A friend of mine has one. He works it like a rented mule. Woodmizer makes good stuff. No input on the blades although I'll ask him what he uses next time I see him.


----------



## Kirk650 (May 8, 2016)

My old buddy, now deceased, had one. He worked it hard and did little maintenance, and it just kept running. The only issue we ever had with it was that when the blade got dull, it tended to wander and not give us flat cuts. So, keep some sharp blades on hand.
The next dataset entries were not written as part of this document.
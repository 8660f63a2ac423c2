//! Common error types for reevault.

use std::path::PathBuf;

use thiserror::Error;

/// Top-level error type for vault operations.
#[derive(Debug, Error)]
pub enum Error {
    /// A vault configuration already exists at the target path.
    #[error("Vault already exists at {}", .0.display())]
    VaultExistsAtLocation(PathBuf),

    /// No vault configuration was found at the target path.
    #[error("No vault found at {}", .0.display())]
    VaultDoesNotExist(PathBuf),

    /// The named document is not part of the vault.
    #[error("File not found: {0}")]
    FileNotFound(String),

    /// The named document is currently being written.
    #[error("File busy: {0}")]
    FileBusy(String),

    /// A search expression could not be parsed.
    #[error("Malformed search: {0}")]
    MalformedSearch(String),

    /// No password was supplied.
    #[error("Missing user password")]
    MissingUserPassword,

    /// The supplied password is shorter than the configured minimum.
    #[error("Password too short: at least {min} characters required")]
    InsecureUserPassword {
        /// Minimum accepted length.
        min: usize,
    },

    /// The password did not unlock the vault key.
    #[error("Incorrect user password, could not unlock vault")]
    WrongUserPassword,

    /// The encryption selector did not name a known cipher.
    #[error("Missing encryption type: {0:?} is not a known cipher")]
    MissingEncryptionType(String),

    /// Cryptographic operation failed.
    #[error("Cryptographic error: {0}")]
    Crypto(String),

    /// The vault logger could not be initialised.
    #[error("Logger error: {0}")]
    Logger(String),

    /// I/O operation failed.
    #[error("I/O error: {0}")]
    Io(#[from] std::io::Error),

    /// Serialization or deserialization failed.
    #[error("Serialization error: {0}")]
    Serialization(String),

    /// Invalid input provided.
    #[error("Invalid input: {0}")]
    InvalidInput(String),

    /// Operation not permitted in the current vault state.
    #[error("Not permitted: {0}")]
    NotPermitted(String),
}

impl Error {
    /// Whether this error is one of the structural conditions that callers
    /// are expected to handle (existing vault, busy file, bad search, ...).
    pub fn is_structural(&self) -> bool {
        matches!(
            self,
            Error::VaultExistsAtLocation(_)
                | Error::VaultDoesNotExist(_)
                | Error::FileNotFound(_)
                | Error::FileBusy(_)
                | Error::MalformedSearch(_)
                | Error::MissingEncryptionType(_)
        )
    }
}

impl From<serde_json::Error> for Error {
    fn from(err: serde_json::Error) -> Self {
        Error::Serialization(err.to_string())
    }
}

/// Result type alias using the common Error.
pub type Result<T> = std::result::Result<T, Error>;

#[cfg(test)]
mod tests {
    use super::*;

    #[test]
    fn test_structural_classification() {
        assert!(Error::FileBusy("doc".into()).is_structural());
        assert!(Error::MalformedSearch("x".into()).is_structural());
        assert!(!Error::WrongUserPassword.is_structural());
        assert!(!Error::Crypto("bad tag".into()).is_structural());
    }

    #[test]
    fn test_json_error_converts() {
        let err: Error = serde_json::from_str::<u32>("nope").unwrap_err().into();
        assert!(matches!(err, Error::Serialization(_)));
    }

    #[test]
    fn test_display_messages() {
        let err = Error::InsecureUserPassword { min: 4 };
        assert_eq!(
            err.to_string(),
            "Password too short: at least 4 characters required"
        );
        let err = Error::VaultExistsAtLocation(PathBuf::from("/tmp/v.reevault"));
        assert_eq!(err.to_string(), "Vault already exists at /tmp/v.reevault");
    }
}
//! Common utilities and types shared across reevault modules.
//!
//! This module provides the error taxonomy every crate in the workspace
//! reports through, plus small shared types.

pub mod error;
pub mod types;

pub use error::{Error, Result};
pub use types::{DocumentName, SensitiveBytes, VaultName};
Also, it would be best to kept it under a roof of some sort, to keep it out of the weather.


----------



## northwoodsman (Feb 22, 2008)

I don't have any experience with one but I have dreamed about owning one most of my adult life!


----------



## JCamp (Nov 22, 2016)

I'm really wanting to build a small barn and figured I'd use the mill to build it and then house it under a lean to off the side of the barn so that it would b out of the weather. 
Foghorn, if you friend has any input on the blades that would help


----------



## northwoodsman (Feb 22, 2008)

When I was dreaming about owning one I also looked at the Timberking and the Norwood mills. An inherent problem with the Woodmizer is that it piles the sawdust in your walking path. With the Norwood the operator is located on the other side of the mill. They all have their pros and cons.


----------



## Foghorn (Jan 30, 2020)

> I'm really wanting to build a small barn and figured I'd use the mill to build it and then house it under a lean to off the side of the barn so that it would b out of the weather.
> Foghorn, if you friend has any input on the blades that would help
> 
> - JCamp


He said he mostly uses the bi-metal 10 degree blades by Woodmizer for the mostly softwood he cuts but also has a couple of their carbide blades for hard maple and similar woods which are quite a bit pricier. He did say he was going to eventually try the Starrett blades as well.


----------



## bigblockyeti (Sep 9, 2013)

I just bought an LX55 with the 14hp engine and it came with one 10 degree blade that's worked well for both soft and hardwood thus far. I also picked up fifteen of the 9 degree blades that are supposedly better for hardwood which I'll be cutting primarily. Overall I'm pleased with the mill as I expected I would be but there were several small QA issues that appear to be a function of understaffing or working too quickly. The biggest immediate PITA is the water bottle doesn't vent so once it's under a vacuum, it stops flowing.


----------



## JCamp (Nov 22, 2016)

I appreciate the update bignlockyeti. I picked my mill up the Friday before last. I poured concrete for a slab last Monday. I've been working to much to be able to even strip the forms off. Hopefully I'll get to do it this coming weekend and set up the mill.


----------



## bigblockyeti (Sep 9, 2013)

I'm trying to make mine a little more portable and given the bed section design, that's going to entail making a pretty robust subframe, likely out of 2" × 5" tube steel. I've got it setup in my backyard now which is far from ideal but it's nice to step into the cool house for a break but what wood I have to cut, I have to haul from my property. I'd prefer to use it up there, especially since that's where lumber will be air dried under tarp but it's a pain in the butt to move as is, then I have too much time in getting it leveled. Despite not being too far away, I'm really not comfortable leaving it basically in the woods either. I'm developing a plan as to where I'll put it up there permanently after we build a house up there (years away). In the mean time I also have a bunch of walnut, oak, cherry, poplar, pine, hackberry, maple & cedar at my parents place 80 minutes south of me, along with plenty of lumber storage area too. The mill can spend quite a while down there but then it's harder for me to access my new toy.


----------